WHAT THIS TASK INVOLVES
One number is the whole answer: the tally of lines in the records below that contain "applescript".

[Stored items from a collection]

use std::env;
use std::fs;
use std::io::Write;
use std::path::{Path, PathBuf};
use std::time::Duration;

use anyhow::{Context, Result};
use directories::ProjectDirs;
use indexmap::IndexMap;
use serde::{Deserialize, Serialize};

const APP_DOMAIN: &str = "io";
const APP_ORG: &str = "RosterTui";
const APP_NAME: &str = "rostertui";

pub const CONFIG_ENV: &str = "ROSTERTUI_CONFIG";
pub const DATA_ENV: &str = "ROSTERTUI_DATA";

pub struct ConfigLoader {
    paths: ConfigPaths,
}

impl ConfigLoader {
    pub fn discover() -> Result<Self> {
        let paths = ConfigPaths::discover()?;
        Ok(Self { paths })
    }

    pub fn with_paths(paths: ConfigPaths) -> Self {
        Self { paths }
    }

    pub fn paths(&self) -> &ConfigPaths {
        &self.paths
    }

    pub fn load_or_init(&self) -> Result<AppConfig> {
        self.paths.ensure_directories()?;
        if !self.paths.config_file.exists() {
            let mut default_cfg = AppConfig::default();
            self.write_default_config(&default_cfg)?;
            default_cfg.post_load(&self.paths);
            return Ok(default_cfg);
        }

        self.load()
    }

    pub fn load(&self) -> Result<AppConfig> {
        let raw = fs::read_to_string(&self.paths.config_file)
            .with_context(|| format!("reading config {}", self.paths.config_file.display()))?;
        let mut cfg: AppConfig = toml::from_str(&raw).context("parsing config toml")?;
        cfg.post_load(&self.paths);
        Ok(cfg)
    }

    fn write_default_config(&self, cfg: &AppConfig) -> Result<()> {
        let toml = toml::to_string_pretty(cfg).context("serializing default config")?;
        if let Some(parent) = self.paths.config_file.parent() {
            fs::create_dir_all(parent).with_context(|| format!("creating {}", parent.display()))?;
        }
        let mut file = fs::File::create(&self.paths.config_file)
            .with_context(|| format!("creating config {}", self.paths.config_file.display()))?;
        file.write_all(toml.as_bytes())
            .context("writing default config")?;
        Ok(())
    }
}

#[derive(Debug, Clone)]
pub struct ConfigPaths {
    pub config_dir: PathBuf,
    pub config_file: PathBuf,
    pub data_dir: PathBuf,
    pub lists_dir: PathBuf,
    pub log_dir: PathBuf,
    pub state_dir: PathBuf,
}

impl ConfigPaths {
    pub fn discover() -> Result<Self> {
        let override_config = env::var(CONFIG_ENV).ok().map(PathBuf::from);
        let override_data = env::var(DATA_ENV).ok().map(PathBuf::from);

        let project_dirs = ProjectDirs::from(APP_DOMAIN, APP_ORG, APP_NAME)
            .context("resolving XDG project directories")?;

        let config_dir = override_config
            .clone()
            .map(|p| {
                if p.is_dir() {
                    p
                } else {
                    p.parent().map(Path::to_path_buf).unwrap_or(p)
                }
            })
            .unwrap_or_else(|| project_dirs.config_dir().to_path_buf());

        let config_file = override_config
            .filter(|p| p.is_file() || p.extension().is_some())
            .unwrap_or_else(|| config_dir.join("config.toml"));

        let data_root = override_data.unwrap_or_else(|| project_dirs.data_dir().to_path_buf());
        let state_dir = project_dirs
            .state_dir()
            .map(Path::to_path_buf)
            .unwrap_or_else(|| data_root.join("state"));

        Ok(Self::rooted(config_dir, config_file, data_root, state_dir))
    }

    /// Lays out every derived directory under the given roots.
    pub fn rooted(
        config_dir: PathBuf,
        config_file: PathBuf,
        data_dir: PathBuf,
        state_dir: PathBuf,
    ) -> Self {
        Self {
            lists_dir: data_dir.join("lists"),
            log_dir: state_dir.join("logs"),
            config_dir,
            config_file,
            data_dir,
            state_dir,
        }
    }

    pub fn ensure_directories(&self) -> Result<()> {
        for dir in [
            &self.config_dir,
            &self.data_dir,
            &self.lists_dir,
            &self.log_dir,
            &self.state_dir,
        ] {
            fs::create_dir_all(dir)
                .with_context(|| format!("creating application directory {}", dir.display()))?;
        }
        Ok(())
    }
}

#[derive(Debug, Clone, Default, Serialize, Deserialize)]
#[serde(default)]
pub struct AppConfig {
    pub lists: ListsConfig,
    pub delivery: DeliveryConfig,
    pub ui: UiOptions,
}

impl AppConfig {
    fn post_load(&mut self, paths: &ConfigPaths) {
        self.lists.resolve(paths);
        self.delivery.resolve(paths);
        if self.delivery.workers == 0 {
            tracing::warn!("delivery.workers must be at least 1, using sequential dispatch");
            self.delivery.workers = 1;
        }
        if self.ui.tick_ms == 0 {
            self.ui.tick_ms = UiOptions::default().tick_ms;
        }
    }
}

#[derive(Debug, Clone, Serialize, Deserialize)]
#[serde(default)]
pub struct ListsConfig {
    /// Roster directory; empty means `<data_dir>/lists`.
    pub dir: PathBuf,
    /// Extra picker labels mapped to roster file stems, listed first.
    pub aliases: IndexMap<String, String>,
}

impl Default for ListsConfig {
    fn default() -> Self {
        let mut aliases = IndexMap::new();
        aliases.insert("all".to_string(), "all".to_string());
        Self {
            dir: PathBuf::new(),
            aliases,
        }
    }
}

impl ListsConfig {
    fn resolve(&mut self, paths: &ConfigPaths) {
        if self.dir.as_os_str().is_empty() {
            self.dir = paths.lists_dir.clone();
        }
    }
}

#[derive(Debug, Clone, Serialize, Deserialize)]
#[serde(default)]
pub struct DeliveryConfig {
    pub program: String,
    /// Script handed to `program`; empty means `<config_dir>/send_imessage.applescript`.
    pub script: PathBuf,
    pub pause_ms: u64,
    /// Concurrent sends; 1 keeps the visible one-by-one loop.
    pub workers: usize,
}

impl Default for DeliveryConfig {
    fn default() -> Self {
        Self {
            program: "osascript".to_string(),
            script: PathBuf::new(),
            pause_ms: 100,
            workers: 1,
        }
    }
}

impl DeliveryConfig {
    fn resolve(&mut self, paths: &ConfigPaths) {
        if self.script.as_os_str().is_empty() {
            self.script = paths.config_dir.join("send_imessage.applescript");
        }
    }

    pub fn pause(&self) -> Duration {
        Duration::from_millis(self.pause_ms)
    }
}

#[derive(Debug, Clone, Serialize, Deserialize)]
#[serde(default)]
pub struct UiOptions {
    /// Sleep between polls that found no input.
    pub tick_ms: u64,
    /// Optional text file drawn above the landing menu.
    pub banner: Option<PathBuf>,
}

impl Default for UiOptions {
    fn default() -> Self {
        Self {
            tick_ms: 50,
            banner: None,
        }
    }
}

impl UiOptions {
    pub fn tick(&self) -> Duration {
        Duration::from_millis(self.tick_ms)
    }
}

#[cfg(test)]
mod tests {
    use super::*;
    use tempfile::TempDir;

    fn temp_paths(root: &Path) -> ConfigPaths {
        ConfigPaths::rooted(
            root.join("config"),
            root.join("config/config.toml"),
            root.join("data"),
            root.join("state"),
        )
    }

    #[test]
    fn first_run_writes_defaults_and_resolves_paths() -> Result<()> {
        let temp = TempDir::new()?;
        let paths = temp_paths(temp.path());
        let loader = ConfigLoader::with_paths(paths.clone());

        let cfg = loader.load_or_init()?;
        assert!(paths.config_file.is_file());
        assert!(paths.lists_dir.is_dir());
        assert_eq!(cfg.lists.dir, paths.lists_dir);
        assert_eq!(
            cfg.delivery.script,
            paths.config_dir.join("send_imessage.applescript")
        );

        let written = fs::read_to_string(&paths.config_file)?;
        assert!(!written.contains("send_imessage"), "{written}");
        Ok(())
    }

    #[test]
    fn partial_config_keeps_defaults_and_alias_order() -> Result<()> {
        let temp = TempDir::new()?;
        let paths = temp_paths(temp.path());
        paths.ensure_directories()?;
        fs::write(
            &paths.config_file,
            r#"
[lists.aliases]
pledges = "pledges"
actives = "brothers"

[delivery]
workers = 0
"#,
        )?;

        let cfg = ConfigLoader::with_paths(paths).load()?;
        let labels: Vec<_> = cfg.lists.aliases.keys().cloned().collect();
        assert_eq!(labels, vec!["pledges", "actives"]);
        assert_eq!(cfg.delivery.workers, 1);
        assert_eq!(cfg.delivery.program, "osascript");
        assert_eq!(cfg.ui.tick(), Duration::from_millis(50));
        Ok(())
    }
}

EXERCISE RESPONSE
3